Holl war hinausgestürmt ins Freie. Es war ihm unmöglich, zur Ruhe zu gehen. Der Widerstand, den Ilse ihm entgegensetzte, machte ihn rasend. Zum erstenmal scheiterte sein Wille, seine Ueberlegenheit, und gerade diesmal hatte er sich selbst mit eingesetzt. Sein Mannesgefühl war verletzt bis zu einer Empfindung von Schmerz. So wie sie jetzt war – nein, nein! Eine solche Frau – unmöglich! Wie sollte er die Sammlung des Geistes bewahren, deren heute jeder benötigte, der vorwärts strebte, wenn er zu keiner Zeit vor ihren übermütigen Streichen sicher sein durfte?

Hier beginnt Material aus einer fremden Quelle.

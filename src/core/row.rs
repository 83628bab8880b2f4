use serde::{Deserialize, Serialize};
use std::collections::BTreeMap;
use super::value::{Value, ValueKey};

static NULL: Value = Value::Null;

/// One table row: column name -> cell.
///
/// A row may carry keys outside the table's declared columns (left over from an
/// earlier step); readers only look at declared columns.
#[derive(Debug, Clone, Default, Serialize, Deserialize, PartialEq)]
#[serde(transparent)]
pub struct Row {
    pub values: BTreeMap<String, Value>,
}

impl Row {
    #[must_use]
    pub const fn new() -> Self {
        Self { values: BTreeMap::new() }
    }

    /// Builds a row from `(column, value)` pairs.
    pub fn from_pairs<K, V, I>(pairs: I) -> Self
    where
        K: Into<String>,
        V: Into<Value>,
        I: IntoIterator<Item = (K, V)>,
    {
        Self {
            values: pairs.into_iter().map(|(k, v)| (k.into(), v.into())).collect(),
        }
    }

    /// Cell for `column`, `Null` when absent.
    #[must_use]
    pub fn get(&self, column: &str) -> &Value {
        self.values.get(column).unwrap_or(&NULL)
    }

    pub fn set(&mut self, column: impl Into<String>, value: Value) {
        self.values.insert(column.into(), value);
    }

    pub fn remove(&mut self, column: &str) -> Option<Value> {
        self.values.remove(column)
    }

    #[must_use]
    pub fn contains(&self, column: &str) -> bool {
        self.values.contains_key(column)
    }

    /// Structured key over `columns` in the given order.
    #[must_use]
    pub fn key(&self, columns: &[String], case_insensitive: bool) -> Vec<ValueKey> {
        columns
            .iter()
            .map(|c| {
                let v = self.get(c);
                if case_insensitive { v.key_case_insensitive() } else { v.key() }
            })
            .collect()
    }

    /// Copy holding only `columns`; absent cells become `Null`.
    #[must_use]
    pub fn project(&self, columns: &[String]) -> Self {
        Self {
            values: columns.iter().map(|c| (c.clone(), self.get(c).clone())).collect(),
        }
    }
}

Woher die Zeit nehmen, um einzudämmen, wo sie überschäumte, aufzuklären, wo sie mißverstanden wurde? So blieb ihm nichts übrig als abzubrechen und zu versuchen, bei dem Bataillon, das er in der Kürze zu führen bekommen würde, die Sache zu vergessen. Es war ihm, als würde seine Brust zusammengeschnürt. Er mußte tief Atem holen.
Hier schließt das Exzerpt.